So "semper marcida et deformis aspectu"--lean and ill-looking--was that
famous mare, says the chronicler, that no one would suspect her splendid
powers, or take her for anything but a potter's nag, when she was
caparisoned in proper character. Hereward felt thoroughly at home in his
part; as able to play the Englishman which he was by rearing, as the
Frenchman which he was by education. He was full of heart, and happy. He
enjoyed the keen fresh air of the warrens; he enjoyed the ramble out of
the isle, in which he had been cooped up so long; he enjoyed the fun of
the thing,--disguise, stratagem, adventure, danger. And so did the
English, who adored him. None of Hereward's deeds is told so carefully and
lovingly; and none, doubt it not, was so often sung in after years by
farm-house hearths, or in the outlaws' lodge, as this. Robin Hood himself
may have trolled out many a time, in doggrel strain, how Hereward played
the potter.
And he came to Brandon, to the "king's court,"--probably Weeting Hall, or
castle, from which William could command the streams of Wissey and Little
Ouse, with all their fens,--and cast about for a night's lodging, for it
was dark.
Outside the town was a wretched cabin of mud and turf,--such a one as
Irish folk live in to this day; and Hereward said to himself, "This is bad
enough to be good enough for me."
So he knocked at the door, and knocked till it was opened, and a hideous
old crone put out her head.
"Who wants to see me at this time of night?"
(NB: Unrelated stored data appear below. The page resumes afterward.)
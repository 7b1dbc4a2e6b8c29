//! Read access to pools and nodes
//!
//! The resolver itself is pure; this trait is the seam between it and the API
//! server so callers can be tested without a cluster.

use async_trait::async_trait;
use k8s_openapi::api::core::v1::Node;
use kube::api::{Api, ListParams};
use kube::Client;

#[cfg(test)]
use mockall::automock;

use machina_common::crd::MachineConfigPool;
use machina_common::{Error, Result};

use crate::resolver::{nodes_for_pool, resolve_pools, PoolAssignment};

/// Lists pools and nodes
#[cfg_attr(test, automock)]
#[async_trait]
pub trait PoolLister: Send + Sync {
    /// All MachineConfigPools in the cluster
    async fn list_pools(&self) -> Result<Vec<MachineConfigPool>>;

    /// All nodes in the cluster
    async fn list_nodes(&self) -> Result<Vec<Node>>;

    /// Fetch a single node by name
    async fn get_node(&self, name: &str) -> Result<Node>;
}

/// [`PoolLister`] backed by the Kubernetes API
pub struct KubePoolLister {
    client: Client,
}

impl KubePoolLister {
    /// Create a lister wrapping the given client
    pub fn new(client: Client) -> Self {
        Self { client }
    }
}

#[async_trait]
impl PoolLister for KubePoolLister {
    async fn list_pools(&self) -> Result<Vec<MachineConfigPool>> {
        let api: Api<MachineConfigPool> = Api::all(self.client.clone());
        Ok(api.list(&ListParams::default()).await?.items)
    }

    async fn list_nodes(&self) -> Result<Vec<Node>> {
        let api: Api<Node> = Api::all(self.client.clone());
        Ok(api.list(&ListParams::default()).await?.items)
    }

    async fn get_node(&self, name: &str) -> Result<Node> {
        let api: Api<Node> = Api::all(self.client.clone());
        Ok(api.get(name).await?)
    }
}

/// Fetch a node by name and resolve its pools against the current pool list
pub async fn pools_for_node_name(
    lister: &dyn PoolLister,
    node_name: &str,
) -> Result<Option<PoolAssignment>> {
    let node = lister.get_node(node_name).await?;
    let pools = lister.list_pools().await?;
    resolve_pools(&node, &pools)
}

/// Nodes whose effective pool is `pool_name`
pub async fn nodes_for_pool_name(lister: &dyn PoolLister, pool_name: &str) -> Result<Vec<Node>> {
    let pools = lister.list_pools().await?;
    let pool = pools
        .iter()
        .find(|p| p.metadata.name.as_deref() == Some(pool_name))
        .ok_or_else(|| Error::validation_for(pool_name, "no such MachineConfigPool"))?;
    let nodes = lister.list_nodes().await?;
    Ok(nodes_for_pool(pool, &nodes, &pools))
}

#[cfg(test)]
mod tests {
    use super::*;
    use k8s_openapi::apimachinery::pkg::apis::meta::v1::ObjectMeta;
    use kube::ResourceExt;
    use machina_common::crd::NodeSelector;

    fn labelled_node(name: &str, label: &str) -> Node {
        Node {
            metadata: ObjectMeta {
                name: Some(name.to_string()),
                labels: Some([(label.to_string(), String::new())].into()),
                ..Default::default()
            },
            ..Default::default()
        }
    }

    #[tokio::test]
    async fn resolves_named_node_through_lister() {
        let mut lister = MockPoolLister::new();
        lister
            .expect_get_node()
            .withf(|name| name == "n1")
            .returning(|_| Ok(labelled_node("n1", "node-role.kubernetes.io/worker")));
        lister.expect_list_pools().returning(|| {
            Ok(vec![MachineConfigPool::with_selector(
                "worker",
                Some(NodeSelector::with_label("node-role.kubernetes.io/worker", "")),
            )])
        });

        let assignment = pools_for_node_name(&lister, "n1").await.unwrap().unwrap();
        assert_eq!(assignment.effective().name_any(), "worker");
    }

    #[tokio::test]
    async fn lister_errors_propagate() {
        let mut lister = MockPoolLister::new();
        lister
            .expect_get_node()
            .returning(|_| Err(Error::internal("api unavailable")));
        lister.expect_list_pools().never();

        assert!(pools_for_node_name(&lister, "n1").await.is_err());
    }

    #[tokio::test]
    async fn pool_nodes_exclude_nodes_owned_elsewhere() {
        let mut lister = MockPoolLister::new();
        lister.expect_list_pools().returning(|| {
            Ok(vec![
                MachineConfigPool::with_selector(
                    "worker",
                    Some(NodeSelector::with_label("node-role.kubernetes.io/worker", "")),
                ),
                MachineConfigPool::with_selector(
                    "infra",
                    Some(NodeSelector::with_label("node-role.kubernetes.io/infra", "")),
                ),
            ])
        });
        lister.expect_list_nodes().returning(|| {
            let mut infra = labelled_node("n2", "node-role.kubernetes.io/worker");
            infra
                .labels_mut()
                .insert("node-role.kubernetes.io/infra".to_string(), String::new());
            Ok(vec![labelled_node("n1", "node-role.kubernetes.io/worker"), infra])
        });

        let nodes = nodes_for_pool_name(&lister, "worker").await.unwrap();
        let names: Vec<_> = nodes.iter().map(|n| n.name_any()).collect();
        assert_eq!(names, vec!["n1"]);
    }

    #[tokio::test]
    async fn unknown_pool_is_rejected() {
        let mut lister = MockPoolLister::new();
        lister.expect_list_pools().returning(|| Ok(vec![]));
        lister.expect_list_nodes().never();

        let err = nodes_for_pool_name(&lister, "gpu").await.unwrap_err();
        assert!(matches!(err, Error::Validation { .. }));
    }
}
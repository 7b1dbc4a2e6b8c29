//! OS image updates for Machina nodes
//!
//! The [`UpdateOrchestrator`] probes what the host's update agent can do,
//! picks an [`Updater`] strategy, makes registry credentials available and
//! runs the strategy through a [`CommandRunner`]. All privileged host
//! mutations go through that runner.

#![deny(missing_docs)]

pub mod command;
pub mod config;
pub mod credentials;
pub mod deployment;
pub mod orchestrator;
pub mod probe;
pub mod progress;
pub mod selinux;
pub mod strategy;
pub mod workaround;

pub use command::{truncate, CommandRunner, HostCommand, RealCommandRunner};
pub use config::HostPaths;
pub use deployment::{query_deployments, Deployment, DeploymentStatus};
pub use orchestrator::UpdateOrchestrator;
pub use probe::{HostCapability, UpdateAgent};
pub use progress::{EventProgress, NoopProgress, UpdateProgress};
pub use strategy::{select_strategy, StrategyKind, UpdateTarget, Updater};
//! Host update agent capability probe

use std::fmt;
use std::str::FromStr;

use serde::Deserialize;
use tracing::debug;

use machina_common::{Error, Result};

use crate::command::{CommandRunner, HostCommand};

/// Feature rpm-ostree advertises when it can deploy container images natively
pub const CONTAINER_FEATURE: &str = "container";

/// Update agent installed on the host
#[derive(Clone, Copy, Debug, Default, PartialEq, Eq)]
pub enum UpdateAgent {
    /// rpm-ostree managed host
    #[default]
    RpmOstree,
    /// bootc managed host
    Bootc,
}

impl fmt::Display for UpdateAgent {
    fn fmt(&self, f: &mut fmt::Formatter<'_>) -> fmt::Result {
        match self {
            UpdateAgent::RpmOstree => f.write_str("rpm-ostree"),
            UpdateAgent::Bootc => f.write_str("bootc"),
        }
    }
}

impl FromStr for UpdateAgent {
    type Err = Error;

    fn from_str(s: &str) -> Result<Self> {
        match s {
            "rpm-ostree" => Ok(UpdateAgent::RpmOstree),
            "bootc" => Ok(UpdateAgent::Bootc),
            other => Err(Error::validation_for(
                "update agent",
                format!("unknown agent {:?}, expected rpm-ostree or bootc", other),
            )),
        }
    }
}

/// What the host can do, read once per update attempt
#[derive(Clone, Copy, Debug, PartialEq, Eq)]
pub struct HostCapability {
    /// Installed update agent
    pub agent: UpdateAgent,
    /// Whether the agent can deploy container images natively
    pub layering: bool,
}

/// The `rpm-ostree` section of `rpm-ostree --version`
#[derive(Clone, Debug, Default, Deserialize, PartialEq, Eq)]
#[serde(rename_all = "PascalCase")]
pub struct RpmOstreeVersion {
    /// Release version
    #[serde(default)]
    pub version: String,
    /// Compiled-in features
    #[serde(default)]
    pub features: Vec<String>,
    /// Source commit
    #[serde(default)]
    pub git: Option<String>,
}

impl RpmOstreeVersion {
    /// True if container images can be deployed natively
    pub fn supports_layering(&self) -> bool {
        self.features.iter().any(|f| f == CONTAINER_FEATURE)
    }
}

#[derive(Deserialize)]
struct VersionDocument {
    #[serde(rename = "rpm-ostree")]
    root: RpmOstreeVersion,
}

/// Parse the YAML printed by `rpm-ostree --version`
pub fn parse_rpm_ostree_version(output: &str) -> Result<RpmOstreeVersion> {
    serde_yaml::from_str::<VersionDocument>(output)
        .map(|doc| doc.root)
        .map_err(|e| {
            Error::serialization_for_kind(
                "rpm-ostree --version",
                format!("failed to parse `rpm-ostree --version` output: {}", e),
            )
        })
}

/// Probe the host's update agent. Any failure is fatal to the attempt.
pub async fn probe_host(runner: &dyn CommandRunner, agent: UpdateAgent) -> Result<HostCapability> {
    match agent {
        UpdateAgent::RpmOstree => {
            let out = runner
                .run_captured(&HostCommand::new("rpm-ostree").arg("--version"))
                .await
                .map_err(|e| Error::probe(e.to_string()))?;
            let version = parse_rpm_ostree_version(&out)?;
            debug!(version = %version.version, features = ?version.features, "rpm-ostree probed");
            Ok(HostCapability {
                agent,
                layering: version.supports_layering(),
            })
        }
        UpdateAgent::Bootc => {
            let out = runner
                .run_captured(&HostCommand::new("bootc").arg("--version"))
                .await
                .map_err(|e| Error::probe(e.to_string()))?;
            debug!(version = %out.trim(), "bootc probed");
            Ok(HostCapability {
                agent,
                layering: true,
            })
        }
    }
}
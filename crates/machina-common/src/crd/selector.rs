//! Node label selectors for pools
//!
//! Mirrors the Kubernetes `LabelSelector` shape (`matchLabels` plus
//! `matchExpressions`). Unlike most selector users, an empty selector here
//! selects **nothing**: a pool with a missing or empty selector must never
//! claim every node in the cluster.

use std::collections::BTreeMap;

use schemars::JsonSchema;
use serde::{Deserialize, Serialize};

/// Operator for label selector requirements
#[derive(Clone, Copy, Debug, Deserialize, Serialize, JsonSchema, PartialEq, Eq)]
pub enum LabelSelectorOperator {
    /// Label value must be in the specified set
    In,
    /// Label value must not be in the specified set
    NotIn,
    /// Label must exist (value ignored)
    Exists,
    /// Label must not exist (value ignored)
    DoesNotExist,
}

impl LabelSelectorOperator {
    /// Check if a label value satisfies this operator
    ///
    /// `label_value` is `None` when the label is absent.
    pub fn matches(&self, label_value: Option<&str>, values: &[String]) -> bool {
        match self {
            Self::In => label_value.is_some_and(|v| values.iter().any(|req| req == v)),
            Self::NotIn => {
                label_value.is_none() || !values.iter().any(|req| Some(req.as_str()) == label_value)
            }
            Self::Exists => label_value.is_some(),
            Self::DoesNotExist => label_value.is_none(),
        }
    }
}

/// A single `matchExpressions` entry
#[derive(Clone, Debug, Deserialize, Serialize, JsonSchema, PartialEq)]
#[serde(rename_all = "camelCase")]
pub struct LabelSelectorRequirement {
    /// The label key that the selector applies to
    pub key: String,

    /// Relationship between the label and `values`
    pub operator: LabelSelectorOperator,

    /// Values for `In`/`NotIn`; empty for `Exists`/`DoesNotExist`
    #[serde(default)]
    pub values: Vec<String>,
}

impl LabelSelectorRequirement {
    /// Check if a label set satisfies this requirement
    pub fn matches(&self, labels: &BTreeMap<String, String>) -> bool {
        let value = labels.get(&self.key).map(|s| s.as_str());
        self.operator.matches(value, &self.values)
    }
}

/// Node selector attached to a pool
#[derive(Clone, Debug, Default, Deserialize, Serialize, JsonSchema, PartialEq)]
#[serde(rename_all = "camelCase")]
pub struct NodeSelector {
    /// Exact label matches; all must hold
    #[serde(default, skip_serializing_if = "BTreeMap::is_empty")]
    pub match_labels: BTreeMap<String, String>,

    /// Expression requirements; all must hold
    #[serde(default, skip_serializing_if = "Vec::is_empty")]
    pub match_expressions: Vec<LabelSelectorRequirement>,
}

impl NodeSelector {
    /// Selector requiring a single label to equal a value
    pub fn with_label(key: impl Into<String>, value: impl Into<String>) -> Self {
        Self {
            match_labels: BTreeMap::from([(key.into(), value.into())]),
            match_expressions: Vec::new(),
        }
    }

    /// True if the selector has no requirements at all
    pub fn is_empty(&self) -> bool {
        self.match_labels.is_empty() && self.match_expressions.is_empty()
    }

    /// Check if node labels match this selector
    ///
    /// An empty selector matches nothing.
    pub fn matches(&self, labels: &BTreeMap<String, String>) -> bool {
        if self.is_empty() {
            return false;
        }

        for (key, value) in &self.match_labels {
            if labels.get(key) != Some(value) {
                return false;
            }
        }

        self.match_expressions.iter().all(|req| req.matches(labels))
    }
}

#[cfg(test)]
mod tests {
    use super::*;
    use rstest::rstest;

    fn labels(pairs: &[(&str, &str)]) -> BTreeMap<String, String> {
        pairs
            .iter()
            .map(|(k, v)| (k.to_string(), v.to_string()))
            .collect()
    }

    #[test]
    fn empty_selector_matches_nothing() {
        let selector = NodeSelector::default();
        assert!(!selector.matches(&labels(&[])));
        assert!(!selector.matches(&labels(&[("node-role.kubernetes.io/worker", "")])));
    }

    #[test]
    fn match_labels_require_every_pair() {
        let selector = NodeSelector {
            match_labels: labels(&[("role", "infra"), ("zone", "a")]),
            match_expressions: vec![],
        };
        assert!(selector.matches(&labels(&[("role", "infra"), ("zone", "a"), ("x", "y")])));
        assert!(!selector.matches(&labels(&[("role", "infra")])));
    }

    #[rstest]
    #[case::in_present(LabelSelectorOperator::In, Some("a"), true)]
    #[case::in_other(LabelSelectorOperator::In, Some("c"), false)]
    #[case::in_absent(LabelSelectorOperator::In, None, false)]
    #[case::not_in_other(LabelSelectorOperator::NotIn, Some("c"), true)]
    #[case::not_in_present(LabelSelectorOperator::NotIn, Some("a"), false)]
    #[case::not_in_absent(LabelSelectorOperator::NotIn, None, true)]
    #[case::exists(LabelSelectorOperator::Exists, Some(""), true)]
    #[case::exists_absent(LabelSelectorOperator::Exists, None, false)]
    #[case::does_not_exist(LabelSelectorOperator::DoesNotExist, None, true)]
    #[case::does_not_exist_present(LabelSelectorOperator::DoesNotExist, Some("a"), false)]
    fn operators(
        #[case] op: LabelSelectorOperator,
        #[case] value: Option<&str>,
        #[case] expected: bool,
    ) {
        let values = vec!["a".to_string(), "b".to_string()];
        assert_eq!(op.matches(value, &values), expected);
    }

    #[test]
    fn expression_only_selector_is_not_empty() {
        let selector = NodeSelector {
            match_labels: BTreeMap::new(),
            match_expressions: vec![LabelSelectorRequirement {
                key: "node-role.kubernetes.io/infra".to_string(),
                operator: LabelSelectorOperator::Exists,
                values: vec![],
            }],
        };
        assert!(!selector.is_empty());
        assert!(selector.matches(&labels(&[("node-role.kubernetes.io/infra", "")])));
    }

    #[test]
    fn unknown_operator_is_rejected() {
        let json = r#"{"matchExpressions":[{"key":"a","operator":"Near","values":[]}]}"#;
        assert!(serde_json::from_str::<NodeSelector>(json).is_err());
    }
}
//! rpm-ostreed `InaccessiblePaths` drop-in
//!
//! Older rpm-ostreed units mark paths inaccessible that the daemon needs when
//! it is driven from a container. A runtime drop-in clears the setting.

use std::path::Path;

use tracing::info;

use machina_common::{Error, Result};

use crate::command::{CommandRunner, HostCommand};

/// Contents of the drop-in
pub const DROPIN_CONTENTS: &str = "[Service]\nInaccessiblePaths=\n";

/// Write `contents` to `path` via a sibling temp file and rename
pub async fn write_file_atomically(path: &Path, contents: &[u8]) -> Result<()> {
    let file_name = path
        .file_name()
        .ok_or_else(|| Error::validation_for(path.display().to_string(), "not a file path"))?;
    let tmp = path.with_file_name(format!(".{}.tmp", file_name.to_string_lossy()));

    tokio::fs::write(&tmp, contents)
        .await
        .map_err(|e| Error::io(format!("writing {}", tmp.display()), e))?;
    tokio::fs::rename(&tmp, path)
        .await
        .map_err(|e| Error::io(format!("renaming {} to {}", tmp.display(), path.display()), e))
}

/// Install the drop-in and reload systemd. Returns `false` if it was already present.
pub async fn ensure_rpm_ostreed_dropin(runner: &dyn CommandRunner, dropin: &Path) -> Result<bool> {
    if tokio::fs::try_exists(dropin).await.unwrap_or(false) {
        return Ok(false);
    }

    if let Some(dir) = dropin.parent() {
        tokio::fs::create_dir_all(dir)
            .await
            .map_err(|e| Error::io(format!("creating {}", dir.display()), e))?;
    }
    write_file_atomically(dropin, DROPIN_CONTENTS.as_bytes()).await?;
    runner
        .run_streaming(&HostCommand::new("systemctl").arg("daemon-reload"))
        .await?;

    info!(dropin = %dropin.display(), "Enabled rpm-ostreed InaccessiblePaths workaround");
    Ok(true)
}
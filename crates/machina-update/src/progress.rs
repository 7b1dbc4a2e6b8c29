//! Update progress reporting
//!
//! The orchestrator reports each phase of an attempt through an
//! [`UpdateProgress`] sink. The production sink publishes upgrade-progression
//! component events, which the state controller folds into the
//! `upgrade-progression` MachineState.

use std::sync::Arc;

use async_trait::async_trait;

#[cfg(test)]
use mockall::automock;

use machina_common::crd::ComponentKind;
use machina_common::events::{ComponentEvent, ComponentEventPublisher};

/// Receives progress of an update attempt
#[cfg_attr(test, automock)]
#[async_trait]
pub trait UpdateProgress: Send + Sync {
    /// Report a phase with a machine-readable reason
    async fn report(&self, phase: &str, reason: &str);
}

/// Sink publishing upgrade-progression events about one node
pub struct EventProgress {
    publisher: Arc<dyn ComponentEventPublisher>,
    node: String,
}

impl EventProgress {
    /// Sink for `node` backed by `publisher`
    pub fn new(publisher: Arc<dyn ComponentEventPublisher>, node: impl Into<String>) -> Self {
        Self {
            publisher,
            node: node.into(),
        }
    }
}

#[async_trait]
impl UpdateProgress for EventProgress {
    async fn report(&self, phase: &str, reason: &str) {
        let event = ComponentEvent::for_node(&self.node, phase, reason);
        self.publisher
            .publish(ComponentKind::UpgradeProgression, &event)
            .await;
    }
}

/// Sink that drops everything
pub struct NoopProgress;

#[async_trait]
impl UpdateProgress for NoopProgress {
    async fn report(&self, _phase: &str, _reason: &str) {}
}

#[cfg(test)]
mod tests {
    use super::*;
    use std::sync::Mutex;

    #[derive(Default)]
    struct Recorder(Mutex<Vec<(ComponentKind, ComponentEvent)>>);

    #[async_trait]
    impl ComponentEventPublisher for Recorder {
        async fn publish(&self, kind: ComponentKind, event: &ComponentEvent) {
            self.0.lock().unwrap().push((kind, event.clone()));
        }
    }

    #[tokio::test]
    async fn progress_becomes_upgrade_event_for_node() {
        let recorder = Arc::new(Recorder::default());
        let sink = EventProgress::new(recorder.clone(), "n1");

        sink.report("Rebasing", "UpdateStarted").await;

        let published = recorder.0.lock().unwrap().clone();
        assert_eq!(published.len(), 1);
        let (kind, event) = &published[0];
        assert_eq!(*kind, ComponentKind::UpgradeProgression);
        assert_eq!(event.node(), Some("n1"));
        assert_eq!(event.message, "Rebasing");
        assert_eq!(event.reason, "UpdateStarted");
    }
}
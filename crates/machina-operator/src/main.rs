//! Machina - node pool resolution, OS image updates and component state aggregation

use std::sync::Arc;
use std::time::Duration;

use clap::{Args, Parser, Subcommand};
use k8s_openapi::apiextensions_apiserver::pkg::apis::apiextensions::v1::CustomResourceDefinition;
use kube::api::{Patch, PatchParams};
use kube::{Api, Client, CustomResourceExt, ResourceExt};
use tokio_util::sync::CancellationToken;
use tracing::{error, info};

use machina_common::crd::{MachineConfigPool, MachineState};
use machina_common::events::KubeComponentEventPublisher;
use machina_common::telemetry::{init_telemetry, TelemetryConfig};
use machina_common::{FIELD_MANAGER, OPERATOR_NAMESPACE};
use machina_pool::{nodes_for_pool_name, pools_for_node_name, KubePoolLister};
use machina_state::{
    ensure_records, KubeStateStore, RateLimitingQueue, StateController, StateControllerConfig,
    SubController,
};
use machina_update::{EventProgress, RealCommandRunner, UpdateAgent, UpdateOrchestrator};

/// Machina - OS configuration rollout for cluster nodes
#[derive(Parser, Debug)]
#[command(name = "machina", version, about, long_about = None)]
struct Cli {
    #[command(subcommand)]
    command: Commands,
}

#[derive(Subcommand, Debug)]
enum Commands {
    /// Run the MachineState controller
    ///
    /// Watches component health events and folds them into one
    /// MachineState record per component.
    Controller(ControllerArgs),

    /// Move the local host to an OS image
    Update(UpdateArgs),

    /// Print the pools a node belongs to (effective first), or a pool's nodes
    Pools {
        /// Node to resolve
        #[arg(long, env = "NODE_NAME", conflicts_with = "pool")]
        node: Option<String>,

        /// List the nodes whose effective pool is this one
        #[arg(long)]
        pool: Option<String>,
    },

    /// Print CRD manifests and exit
    Crd,
}

#[derive(Args, Debug)]
struct ControllerArgs {
    /// Number of queue workers
    #[arg(long, env = "MACHINA_WORKERS", default_value_t = 2)]
    workers: usize,

    /// Seconds between a record change and its sync
    #[arg(long, env = "MACHINA_UPDATE_DELAY_SECS", default_value_t = 5)]
    update_delay_secs: u64,

    /// Namespace component events are published in
    #[arg(long, env = "MACHINA_NAMESPACE", default_value = OPERATOR_NAMESPACE)]
    namespace: String,

    /// Do not start the bootstrap monitor
    #[arg(long, env = "MACHINA_DISABLE_BOOTSTRAP")]
    no_bootstrap: bool,
}

impl ControllerArgs {
    fn config(&self) -> StateControllerConfig {
        let sub_controllers = if self.no_bootstrap {
            Vec::new()
        } else {
            vec![SubController::Bootstrap]
        };
        StateControllerConfig {
            workers: self.workers,
            update_delay: Duration::from_secs(self.update_delay_secs),
            namespace: self.namespace.clone(),
            sub_controllers,
        }
    }
}

#[derive(Args, Debug)]
struct UpdateArgs {
    /// Image to move the host to
    #[arg(long)]
    image: String,

    /// Name of this node, attached to progress events
    #[arg(long, env = "NODE_NAME")]
    node: String,

    /// Update agent managing the host (rpm-ostree or bootc)
    #[arg(long, env = "MACHINA_UPDATE_AGENT", default_value = "rpm-ostree")]
    agent: UpdateAgent,

    /// Namespace progress events are published in
    #[arg(long, env = "MACHINA_NAMESPACE", default_value = OPERATOR_NAMESPACE)]
    namespace: String,

    /// Do not publish progress events
    #[arg(long)]
    no_events: bool,
}

#[tokio::main]
async fn main() -> anyhow::Result<()> {
    let cli = Cli::parse();

    if let Commands::Crd = cli.command {
        for crd in [MachineConfigPool::crd(), MachineState::crd()] {
            let yaml = serde_yaml::to_string(&crd)
                .map_err(|e| anyhow::anyhow!("Failed to serialize CRD: {}", e))?;
            println!("---\n{yaml}");
        }
        return Ok(());
    }

    init_telemetry(TelemetryConfig::for_service("machina"))?;

    match cli.command {
        Commands::Controller(args) => run_controller(args).await,
        Commands::Update(args) => run_update(args).await,
        Commands::Pools { node, pool } => print_pools(node, pool).await,
        Commands::Crd => Ok(()),
    }
}

/// Cancel the returned token on SIGINT
fn shutdown_token() -> CancellationToken {
    let cancel = CancellationToken::new();
    let trigger = cancel.clone();
    tokio::spawn(async move {
        match tokio::signal::ctrl_c().await {
            Ok(()) => info!("received shutdown signal"),
            Err(e) => error!(error = %e, "failed to listen for shutdown signal"),
        }
        trigger.cancel();
    });
    cancel
}

/// Install or update the Machina CRDs with server-side apply
async fn ensure_crds_installed(client: &Client) -> anyhow::Result<()> {
    let crds: Api<CustomResourceDefinition> = Api::all(client.clone());
    let params = PatchParams::apply(FIELD_MANAGER).force();

    for crd in [MachineConfigPool::crd(), MachineState::crd()] {
        let name = crd.name_any();
        info!(crd = %name, "Installing CRD");
        crds.patch(&name, &params, &Patch::Apply(&crd))
            .await
            .map_err(|e| anyhow::anyhow!("Failed to install {} CRD: {}", name, e))?;
    }
    Ok(())
}

async fn run_controller(args: ControllerArgs) -> anyhow::Result<()> {
    let client = Client::try_default()
        .await
        .map_err(|e| anyhow::anyhow!("Failed to create Kubernetes client: {}", e))?;

    ensure_crds_installed(&client).await?;

    let store = Arc::new(KubeStateStore::new(client.clone()));
    ensure_records(store.as_ref()).await?;

    let controller = Arc::new(StateController::new(
        store,
        Arc::new(RateLimitingQueue::new()),
        args.config(),
    ));
    controller.start(client, shutdown_token()).await;

    info!("MachineState controller stopped");
    Ok(())
}

async fn run_update(args: UpdateArgs) -> anyhow::Result<()> {
    let mut orchestrator = UpdateOrchestrator::new(Arc::new(RealCommandRunner), args.agent);
    if !args.no_events {
        let client = Client::try_default()
            .await
            .map_err(|e| anyhow::anyhow!("Failed to create Kubernetes client: {}", e))?;
        let publisher = Arc::new(KubeComponentEventPublisher::with_namespace(
            client,
            &args.namespace,
        ));
        orchestrator =
            orchestrator.with_progress(Arc::new(EventProgress::new(publisher, args.node.clone())));
    }

    orchestrator.initialize().await?;
    orchestrator.apply_update(&args.image).await?;

    info!(node = %args.node, image = %args.image, "OS update staged");
    Ok(())
}

async fn print_pools(node: Option<String>, pool: Option<String>) -> anyhow::Result<()> {
    let client = Client::try_default()
        .await
        .map_err(|e| anyhow::anyhow!("Failed to create Kubernetes client: {}", e))?;
    let lister = KubePoolLister::new(client);

    if let Some(pool) = pool {
        for node in nodes_for_pool_name(&lister, &pool).await? {
            println!("{}", node.name_any());
        }
        return Ok(());
    }

    let node = node.ok_or_else(|| anyhow::anyhow!("either --node or --pool is required"))?;
    match pools_for_node_name(&lister, &node).await? {
        Some(assignment) => {
            for name in assignment.names() {
                println!("{name}");
            }
        }
        None => info!(node = %node, "node is not managed by any pool"),
    }
    Ok(())
}

#[cfg(test)]
mod tests {
    use super::*;
    use rstest::rstest;

    #[test]
    fn controller_defaults() {
        let cli = Cli::try_parse_from(["machina", "controller"]).unwrap();
        let Commands::Controller(args) = cli.command else {
            panic!("expected controller command");
        };
        let config = args.config();
        assert_eq!(config.workers, 2);
        assert_eq!(config.update_delay, Duration::from_secs(5));
        assert_eq!(config.namespace, OPERATOR_NAMESPACE);
        assert_eq!(config.sub_controllers, vec![SubController::Bootstrap]);
    }

    #[test]
    fn bootstrap_can_be_disabled() {
        let cli = Cli::try_parse_from(["machina", "controller", "--no-bootstrap", "--workers", "4"])
            .unwrap();
        let Commands::Controller(args) = cli.command else {
            panic!("expected controller command");
        };
        let config = args.config();
        assert_eq!(config.workers, 4);
        assert!(config.sub_controllers.is_empty());
    }

    #[rstest]
    #[case("rpm-ostree", UpdateAgent::RpmOstree)]
    #[case("bootc", UpdateAgent::Bootc)]
    fn update_agent_is_parsed(#[case] agent: &str, #[case] expected: UpdateAgent) {
        let cli = Cli::try_parse_from([
            "machina", "update", "--image", "quay.io/os:1", "--node", "n1", "--agent", agent,
        ])
        .unwrap();
        let Commands::Update(args) = cli.command else {
            panic!("expected update command");
        };
        assert_eq!(args.agent, expected);
        assert_eq!(args.node, "n1");
    }

    #[test]
    fn unknown_agent_is_rejected() {
        assert!(Cli::try_parse_from([
            "machina", "update", "--image", "img", "--node", "n1", "--agent", "yum",
        ])
        .is_err());
    }
}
"Any one would, who had heard how beautiful you are. Do you want any
pots?"
"Pots! What have I to do with pots, thou saucy fellow? I thought it was
some one wanting a charm." And she shut the door.
"A charm?" thought Hereward. "Maybe she can tell me
news, if she be a witch. They are shrewd souls, these witches, and know
more than they tell. But if I can get any news, I care not if Satan brings
it in person."
So he knocked again, till the old woman looked out once more, and bade him
angrily be off.
"But I am belated here, good dame, and afraid of the French. And I will
give thee the best bit of clay on my mare's back,--pot,--pan,--pansion,--
crock,--jug, or what thou wilt, for a night's lodging."
"Have you any little jars,--jars no longer than my hand?" asked she; for
she used them in her trade, and had broken one of late: but to pay for
one, she had neither money nor mind. So she agreed to let Hereward sleep
there, for the value of two jars. "But what of that ugly brute of a horse
of thine?"
"She will do well enough in the turf-shed."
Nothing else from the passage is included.